The cardiac cycle can be confusing at first, however it's important to remember that the heart is a muscle and so to carry out its function it has two main steps; diastole (relaxation) and systole (contraction), just like any other muscle.
Visualise the heart as a square with four chambers separated by a +. The top half are the atria and the bottom are the ventricles. For the purpose of this explanation I will just talk about the right side of the heart (the left is exactly the same, I just don't want to confuse anyone with different valve names)
1. VENTRICLE DIASTOLE (EARLY): During diastole the ventricle relaxes, equalising pressure and so blood enters the atrium from the vena cava (the main vein) and fills it.
2. VENTRICLE FILLING (LATE DIASTOLE): When the pressure gets too high the valve (tricuspid valve) between the atrium and the ventricle is pushed open, like a door, allowing blood to rush into the ventricle.

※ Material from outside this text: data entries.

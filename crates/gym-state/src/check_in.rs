//! # Check-ins
//!
//! Immutable attendance events. A check-in always references the
//! member's active membership at the time it was recorded.

use chrono::{DateTime, Duration, Utc};
use gym_core::{CheckInId, MemberId, MembershipId};
use serde::{Deserialize, Serialize};

use crate::member::Member;
use crate::membership::Membership;

/// Length of the trailing window counted on a member profile.
pub const PROFILE_WINDOW_DAYS: i64 = 30;

#[derive(Debug, Clone, PartialEq, Eq, Serialize, Deserialize)]
#[serde(rename_all = "camelCase")]
pub struct CheckIn {
    pub id: CheckInId,
    pub member_id: MemberId,
    pub membership_id: MembershipId,
    pub checked_in_at: DateTime<Utc>,
}

impl CheckIn {
    /// Record a check-in against a membership that passed the check-in
    /// gate. A caller-supplied instant is kept verbatim; otherwise `now`.
    pub fn record(
        member: &Member,
        membership: &Membership,
        checked_in_at: Option<DateTime<Utc>>,
        now: DateTime<Utc>,
    ) -> Self {
        Self {
            id: CheckInId::new(),
            member_id: member.id,
            membership_id: membership.id,
            checked_in_at: checked_in_at.unwrap_or(now),
        }
    }

    /// Start of the profile window ending at `now`.
    pub fn window_start(now: DateTime<Utc>) -> DateTime<Utc> {
        now - Duration::days(PROFILE_WINDOW_DAYS)
    }
}
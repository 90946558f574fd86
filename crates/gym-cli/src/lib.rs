//! # gym-cli: Operator CLI for the Gym Membership Stack
//!
//! Provides the `gym` command-line interface for tasks that run outside the
//! request path.
//!
//! ## Subcommands
//!
//! - `gym migrate`: Apply the embedded schema migrations.
//! - `gym seed`: Insert the default plan catalog, skipping existing names.
//! - `gym expire`: Move lapsed active memberships to `expired`.
//!
//! ```bash
//! DATABASE_URL=postgres://localhost/gym gym migrate
//! DATABASE_URL=postgres://localhost/gym gym seed --dry-run
//! DATABASE_URL=postgres://localhost/gym gym expire --as-of 2024-06-01
//! ```

pub mod expire;
pub mod migrate;
pub mod seed;

use anyhow::{Context, Result};
use gym_api::db::{self, Database};
use gym_api::state::AppConfig;

/// Read configuration from the environment and connect to PostgreSQL.
///
/// Every subcommand operates on persistent state, so `DATABASE_URL` is
/// required. Migrations are applied unless `migrate` is false.
pub async fn open_database(migrate: bool) -> Result<Database> {
    let config = AppConfig::from_env()
        .map_err(anyhow::Error::msg)
        .context("invalid configuration")?;
    let url = config
        .database_url
        .as_deref()
        .context("DATABASE_URL must be set")?;

    let pool = db::connect(url, config.database_max_connections)
        .await
        .context("failed to connect to PostgreSQL")?;
    if migrate {
        db::migrate(&pool).await.context("failed to apply migrations")?;
    }
    Ok(Database::from_pool(Some(pool)))
}
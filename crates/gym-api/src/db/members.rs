//! Member persistence operations.

use chrono::{DateTime, Utc};
use gym_core::{Email, MemberId, PageRequest, Phone};
use gym_state::{DomainError, Member};
use sqlx::{PgPool, Postgres, QueryBuilder};
use uuid::Uuid;

use super::filters::MemberFilter;
use super::{like_pattern, unique_violation, DbError};

const COLUMNS: &str =
    "id, first_name, last_name, email, phone, is_deleted, created_at, updated_at";

/// Unique constraint on the normalized email column.
pub(crate) const EMAIL_CONSTRAINT: &str = "members_email_key";

/// Insert a new member. A taken email maps to `EmailAlreadyExists`.
pub async fn insert(pool: &PgPool, member: &Member) -> Result<(), DbError> {
    let result = sqlx::query(
        "INSERT INTO members (id, first_name, last_name, email, phone, is_deleted, created_at, updated_at)
         VALUES ($1, $2, $3, $4, $5, $6, $7, $8)",
    )
    .bind(member.id.as_uuid())
    .bind(&member.first_name)
    .bind(&member.last_name)
    .bind(member.email.as_str())
    .bind(member.phone.as_ref().map(Phone::as_str))
    .bind(member.is_deleted)
    .bind(member.created_at)
    .bind(member.updated_at)
    .execute(pool)
    .await;

    match result {
        Ok(_) => Ok(()),
        Err(e) if unique_violation(&e).as_deref() == Some(EMAIL_CONSTRAINT) => Err(
            DbError::Constraint(DomainError::EmailAlreadyExists(member.email.to_string())),
        ),
        Err(e) => Err(e.into()),
    }
}

pub async fn get_by_id(pool: &PgPool, id: MemberId) -> Result<Option<Member>, DbError> {
    let row = sqlx::query_as::<_, MemberRow>(&format!(
        "SELECT {COLUMNS} FROM members WHERE id = $1"
    ))
    .bind(id.as_uuid())
    .fetch_optional(pool)
    .await?;
    row.map(MemberRow::into_record).transpose()
}

/// One page of members plus the total number of matches.
pub async fn list(
    pool: &PgPool,
    filter: &MemberFilter,
    page: PageRequest,
) -> Result<(Vec<Member>, u64), DbError> {
    let mut count = QueryBuilder::<Postgres>::new("SELECT COUNT(*) FROM members WHERE TRUE");
    push_filters(&mut count, filter);
    let total: i64 = count.build_query_scalar().fetch_one(pool).await?;

    let mut select = QueryBuilder::<Postgres>::new(format!(
        "SELECT {COLUMNS} FROM members WHERE TRUE"
    ));
    push_filters(&mut select, filter);
    let dir = filter.sort_order.as_sql();
    select.push(format!(
        " ORDER BY {} {dir}, id {dir}",
        filter.sort_by.order_expr()
    ));
    select
        .push(" LIMIT ")
        .push_bind(page.limit() as i64)
        .push(" OFFSET ")
        .push_bind(page.offset() as i64);

    let rows: Vec<MemberRow> = select.build_query_as().fetch_all(pool).await?;
    let members = rows
        .into_iter()
        .map(MemberRow::into_record)
        .collect::<Result<Vec<_>, _>>()?;
    Ok((members, total.max(0) as u64))
}

/// Flip `is_deleted`. `false` if the member was already deleted.
pub async fn mark_deleted(pool: &PgPool, member: &Member) -> Result<bool, DbError> {
    let result = sqlx::query(
        "UPDATE members SET is_deleted = TRUE, updated_at = $2
         WHERE id = $1 AND is_deleted = FALSE",
    )
    .bind(member.id.as_uuid())
    .bind(member.updated_at)
    .execute(pool)
    .await?;
    Ok(result.rows_affected() == 1)
}

fn push_filters(qb: &mut QueryBuilder<'_, Postgres>, filter: &MemberFilter) {
    if !filter.include_deleted {
        qb.push(" AND is_deleted = FALSE");
    }
    if let Some(search) = &filter.search {
        let pattern = like_pattern(search);
        qb.push(" AND (first_name ILIKE ")
            .push_bind(pattern.clone())
            .push(" OR last_name ILIKE ")
            .push_bind(pattern.clone())
            .push(" OR email ILIKE ")
            .push_bind(pattern)
            .push(")");
    }
}

// -- Row type -----------------------------------------------------------------

#[derive(sqlx::FromRow)]
struct MemberRow {
    id: Uuid,
    first_name: String,
    last_name: String,
    email: String,
    phone: Option<String>,
    is_deleted: bool,
    created_at: DateTime<Utc>,
    updated_at: DateTime<Utc>,
}

impl MemberRow {
    fn into_record(self) -> Result<Member, DbError> {
        let corrupt = |reason: String| DbError::CorruptRow {
            table: "members",
            reason,
        };
        Ok(Member {
            id: MemberId::from_uuid(self.id),
            first_name: self.first_name,
            last_name: self.last_name,
            email: Email::parse(&self.email).map_err(|e| corrupt(e.to_string()))?,
            phone: self
                .phone
                .map(|p| Phone::parse(&p))
                .transpose()
                .map_err(|e| corrupt(e.to_string()))?,
            is_deleted: self.is_deleted,
            created_at: self.created_at,
            updated_at: self.updated_at,
        })
    }
}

3. ATRIAL SYSTOLE: Meanwhile the sinoatrial node (SAN), which is the battery of the heart, sends out electric signals across the atria. This signal causes the atria to contract and force even more blood into the ventricle until it is packed full of blood.
Note that this causes the pressure to rise in the ventricle so much that the tricuspid valve is forced shut with a LUB (the first sound from the LUB DUB heart sounds) , just like wind slamming a door shut
4. VENTRICLE SYSTOLE (EARLY): Remember that signal from the SAN? Well it's back- it has now spread from the atria to another node between the atria and the ventricles called, funnily enough, the atrioventricular node (AVN), which conducts the electric signal along nerves (Purkinje fibres) running down the centre of the heart (the septum) and into the ventricle muscle causing an enormous contraction!
5. VENTRICULE EJECTION (LATE SYSTOLE): This electric signal causes the ventricular muscle to contract with incredibly high force, pushing large volumes of blood up and out of the ventricle through the pulmonary valve
And then everything relaxes again, allowing the atria to fill and the pulmonary valve is slammed shut due to pressure, creating the DUB from LUB DUB heart sounds.
So to summarise: ventricular diastole fills atria --> ventricular diastole fills ventricle --> atrial systole fills ventricle that tiny bit more due to SAN signals --> ventricular systole due to AVN signals causes muscle contraction --> ventricular systole causes blood to be ejected --> and then ventricular diastole again!
A diagram would simplify this more, let me know if you would like one!